Scan the entries that follow for the word "finished", then report every line in which it appears.

━━━ Exercise material ━━━

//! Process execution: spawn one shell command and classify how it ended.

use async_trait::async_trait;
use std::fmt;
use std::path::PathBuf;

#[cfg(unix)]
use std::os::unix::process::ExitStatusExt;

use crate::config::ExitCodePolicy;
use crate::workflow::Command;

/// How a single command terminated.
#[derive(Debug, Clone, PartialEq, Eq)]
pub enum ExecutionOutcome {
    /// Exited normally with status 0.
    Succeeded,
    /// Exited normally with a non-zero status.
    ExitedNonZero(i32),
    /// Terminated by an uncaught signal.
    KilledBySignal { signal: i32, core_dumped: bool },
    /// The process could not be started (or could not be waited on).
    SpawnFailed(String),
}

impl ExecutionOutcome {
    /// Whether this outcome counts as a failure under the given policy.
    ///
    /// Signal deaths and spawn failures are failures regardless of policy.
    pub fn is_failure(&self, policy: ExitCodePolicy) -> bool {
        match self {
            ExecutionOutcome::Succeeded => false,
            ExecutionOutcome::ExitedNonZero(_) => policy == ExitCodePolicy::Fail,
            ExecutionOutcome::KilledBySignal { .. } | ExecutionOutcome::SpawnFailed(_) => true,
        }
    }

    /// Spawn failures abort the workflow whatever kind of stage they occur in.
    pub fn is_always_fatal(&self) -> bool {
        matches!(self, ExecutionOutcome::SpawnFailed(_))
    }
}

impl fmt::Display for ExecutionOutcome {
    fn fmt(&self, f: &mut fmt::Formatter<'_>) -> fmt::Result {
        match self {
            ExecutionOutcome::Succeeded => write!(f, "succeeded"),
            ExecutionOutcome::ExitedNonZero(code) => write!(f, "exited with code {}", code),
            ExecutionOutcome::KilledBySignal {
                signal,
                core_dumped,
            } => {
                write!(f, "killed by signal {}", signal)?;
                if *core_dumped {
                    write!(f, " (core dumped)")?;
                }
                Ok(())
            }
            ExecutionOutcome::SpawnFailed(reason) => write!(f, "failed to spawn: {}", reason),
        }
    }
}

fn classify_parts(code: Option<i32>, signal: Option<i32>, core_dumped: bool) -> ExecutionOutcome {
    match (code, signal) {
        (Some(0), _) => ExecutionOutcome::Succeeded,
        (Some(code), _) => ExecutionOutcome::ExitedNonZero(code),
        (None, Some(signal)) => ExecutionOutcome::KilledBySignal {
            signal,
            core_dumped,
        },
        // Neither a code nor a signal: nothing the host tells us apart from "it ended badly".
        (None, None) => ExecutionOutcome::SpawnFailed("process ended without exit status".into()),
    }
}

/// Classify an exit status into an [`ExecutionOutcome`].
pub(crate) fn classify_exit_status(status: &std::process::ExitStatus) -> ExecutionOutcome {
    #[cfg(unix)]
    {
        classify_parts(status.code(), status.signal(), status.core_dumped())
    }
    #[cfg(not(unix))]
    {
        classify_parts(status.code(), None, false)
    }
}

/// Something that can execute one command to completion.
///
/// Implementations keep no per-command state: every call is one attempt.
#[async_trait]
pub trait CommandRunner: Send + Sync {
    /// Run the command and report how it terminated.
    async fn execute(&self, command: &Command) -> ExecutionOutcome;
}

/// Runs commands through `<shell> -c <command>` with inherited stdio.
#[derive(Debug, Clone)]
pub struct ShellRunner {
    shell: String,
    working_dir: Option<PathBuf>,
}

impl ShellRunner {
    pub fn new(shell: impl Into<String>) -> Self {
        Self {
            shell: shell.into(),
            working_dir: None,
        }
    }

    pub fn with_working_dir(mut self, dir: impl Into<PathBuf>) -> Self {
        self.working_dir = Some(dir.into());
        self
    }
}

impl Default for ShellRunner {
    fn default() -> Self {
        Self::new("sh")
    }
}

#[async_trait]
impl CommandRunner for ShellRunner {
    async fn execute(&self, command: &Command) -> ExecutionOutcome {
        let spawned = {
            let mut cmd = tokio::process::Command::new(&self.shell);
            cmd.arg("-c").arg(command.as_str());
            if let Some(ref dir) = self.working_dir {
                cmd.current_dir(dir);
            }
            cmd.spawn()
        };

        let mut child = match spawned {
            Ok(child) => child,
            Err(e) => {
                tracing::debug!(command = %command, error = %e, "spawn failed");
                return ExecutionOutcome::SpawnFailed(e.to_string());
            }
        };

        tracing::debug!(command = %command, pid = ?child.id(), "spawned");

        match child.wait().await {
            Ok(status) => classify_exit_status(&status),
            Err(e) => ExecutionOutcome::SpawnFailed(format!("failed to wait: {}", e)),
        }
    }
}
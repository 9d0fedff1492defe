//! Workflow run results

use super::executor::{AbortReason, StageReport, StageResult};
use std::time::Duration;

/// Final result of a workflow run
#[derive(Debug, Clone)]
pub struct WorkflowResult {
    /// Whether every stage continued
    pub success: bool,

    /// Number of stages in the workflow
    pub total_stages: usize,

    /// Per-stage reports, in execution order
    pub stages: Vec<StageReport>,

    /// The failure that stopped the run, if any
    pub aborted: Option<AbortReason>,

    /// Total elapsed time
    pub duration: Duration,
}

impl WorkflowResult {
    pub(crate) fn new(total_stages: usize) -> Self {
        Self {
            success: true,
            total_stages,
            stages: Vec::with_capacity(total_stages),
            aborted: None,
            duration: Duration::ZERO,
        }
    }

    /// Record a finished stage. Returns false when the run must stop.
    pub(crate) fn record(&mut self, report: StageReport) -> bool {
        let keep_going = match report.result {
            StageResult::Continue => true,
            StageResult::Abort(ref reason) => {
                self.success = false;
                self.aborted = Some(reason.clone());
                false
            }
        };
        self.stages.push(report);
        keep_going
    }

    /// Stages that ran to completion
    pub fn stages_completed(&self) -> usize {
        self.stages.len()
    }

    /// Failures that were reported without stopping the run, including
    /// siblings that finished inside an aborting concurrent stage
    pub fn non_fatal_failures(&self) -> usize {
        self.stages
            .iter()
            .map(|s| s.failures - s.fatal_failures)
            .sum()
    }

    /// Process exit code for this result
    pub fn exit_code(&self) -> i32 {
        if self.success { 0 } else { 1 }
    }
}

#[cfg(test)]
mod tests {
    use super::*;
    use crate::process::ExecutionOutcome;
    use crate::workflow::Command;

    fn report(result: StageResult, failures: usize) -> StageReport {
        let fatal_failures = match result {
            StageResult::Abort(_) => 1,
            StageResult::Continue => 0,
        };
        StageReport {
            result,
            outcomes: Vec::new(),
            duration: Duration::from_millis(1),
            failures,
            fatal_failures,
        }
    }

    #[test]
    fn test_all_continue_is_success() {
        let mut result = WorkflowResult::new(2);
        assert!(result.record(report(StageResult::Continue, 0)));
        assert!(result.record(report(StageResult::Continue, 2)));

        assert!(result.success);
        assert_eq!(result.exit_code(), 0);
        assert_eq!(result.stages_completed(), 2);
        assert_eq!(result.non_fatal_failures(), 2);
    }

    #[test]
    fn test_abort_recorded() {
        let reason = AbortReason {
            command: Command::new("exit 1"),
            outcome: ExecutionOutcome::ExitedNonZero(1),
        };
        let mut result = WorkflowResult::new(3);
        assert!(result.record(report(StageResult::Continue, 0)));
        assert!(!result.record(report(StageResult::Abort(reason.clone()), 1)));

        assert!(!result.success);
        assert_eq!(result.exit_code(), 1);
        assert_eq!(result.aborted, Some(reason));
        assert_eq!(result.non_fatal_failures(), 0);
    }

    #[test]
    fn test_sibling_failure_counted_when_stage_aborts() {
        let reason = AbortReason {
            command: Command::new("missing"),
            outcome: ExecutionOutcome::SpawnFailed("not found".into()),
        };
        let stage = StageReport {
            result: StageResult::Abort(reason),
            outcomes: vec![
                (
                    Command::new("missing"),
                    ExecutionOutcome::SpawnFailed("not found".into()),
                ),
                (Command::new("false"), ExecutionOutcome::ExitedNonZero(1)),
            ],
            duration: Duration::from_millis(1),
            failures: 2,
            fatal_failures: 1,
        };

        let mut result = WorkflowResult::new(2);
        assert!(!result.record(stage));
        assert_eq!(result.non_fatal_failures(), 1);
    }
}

━━━

### Solution to this exercise
    /// Record a finished stage. Returns false when the run must stop.
    /// siblings that finished inside an aborting concurrent stage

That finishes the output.